My goal is to measure success by what I see looking back in the mirror and the values that one face holds for the day. I strive to remember that our success in life is not based on a slew of various numbers, but instead focuses on the kind of footprint I have the opportunity to leave behind. My success will be raising two children who are healthy, happy, and spiritually sound in their lives. My success will hopefully be to show love, to show compassion, and to show respect towards the world and towards the ones I love. I know failure is inevitable, and human fallacy will take hold more often than I care to admit. But if I can keep my eye on the “prize” and have the courage to know my mistakes are not final, then surely I have the upper hand in this battle to shatter the things in this world that attempt to pull me down. In the meantime, I challenge anyone who reads this to rethink the way you measure success and pay it forward to the next person. All it takes is just a spark of change to turn the world on its head.
Until next time,
When I wrote this post, I was heavily thinking about people and success. But re-reading some things this morning, I find a connection with measurement and wine. So here is your fun word for the day, “oenology,” or the science of viticulture. For people who know their wine professionally, they like to measure wine based on how it performs. Did the cork hold up? How are the legs of the wine-and this is when you swirl the wine in your glass and how slow it drips down the side determines the “quality.” Although, I have had wine with “great legs” but really didn’t care for the taste, so sometimes this scale could be wrong.

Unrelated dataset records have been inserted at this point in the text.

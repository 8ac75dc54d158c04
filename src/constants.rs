pub const DEEPSEEK_API_URL: &str = "https://api.deepseek.com/v1/chat/completions";
pub const DEEPSEEK_MODEL: &str = "deepseek-chat";

pub const OPENAI_API_URL: &str = "https://api.openai.com/v1/chat/completions";
pub const OPENAI_MODEL: &str = "gpt-3.5-turbo";

pub const PROVIDER_TIMEOUT_SECS: u64 = 30;
pub const MAX_COMPLETION_TOKENS: u32 = 500;
pub const SAMPLING_TEMPERATURE: f32 = 0.7;

pub const PERSONA_PROMPT: &str = "You are Verdant, the resident guide of a community of builders. \
You help members find their next concrete step: scoping an idea, unblocking a stuck task, or \
pointing at the right channel and the right people. You speak plainly and warmly, as a member of \
the community rather than a generic assistant, and you favor specific suggestions over platitudes. \
Keep responses concise but useful. Max 300 words.";

// chat platform connection
pub const IRC_SERVER: &str = "irc.chat.twitch.tv";
pub const IRC_PORT: u16 = 6697;
pub const IRC_PING_TIME: u32 = 300;

pub const COMMAND_PREFIX: char = '!';
pub const TRIGGER_WORD: &str = "verdant";

/// Reply lines are split below the IRC message ceiling to leave headroom for
/// the protocol envelope
pub const REPLY_LINE_WIDTH: usize = 400;

// per-channel prompt-context window; non-authoritative, resets on restart
pub const HISTORY_WINDOW: usize = 20;
pub const CONTEXT_MESSAGES: usize = 5;
pub const STORED_CONTEXT_ROWS: i64 = 3;

pub const LEADERBOARD_SIZE: i64 = 10;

Oenologist also measure wine based on the smell, color, and most importantly of all, taste. Wine buyers like to measure a wine based on where it is made, so location becomes a sign of perfection. In France, wines of Bordeaux have a classification system that was started back in 1855 and has held ever since. You will hear or see words like “first growths,” “premier grand cru,” or you could just stand alone and be a Pomerol, which doesn’t need a classification because they produce some of the most expensive blends in the world. And they are fabulous.
I have had the fortunate experience of having some of all these classifications, thanks to my sweet Dad. And I still have many of these to enjoy because of him. I love those wines because they do show up to the table when it comes time to open them and share. But I find myself not really clinging on to the idea of wine classification when it comes to determining what I like. Sometimes the thrill of wine is finding a bottle that drinks really well without spending an entire paycheck on it. So when I find those diamonds in the rough, I like to spread the word. I find myself wanting to give the label a chance to shine on its own. Much like we do as people in this world. We are all floating around with our own sense of classification on how we measure up, and sometimes it’s great to just rise above it. So maybe what we need to be doing in the world is acting more like a Pomerol. Break away from a measure of our self-worth and stand on our own merit.
Why don’t you go out there, find a wine that fits your needs, and truly enjoy it. Make your own measure of success with it. I am not saying the other big names don’t hold up or shouldn’t be enjoyed. Because they should, and they work hard to maintain their standards of quality. Sometimes its just nice to relax a bit and step out of the “zone” to see what else this world has to offer.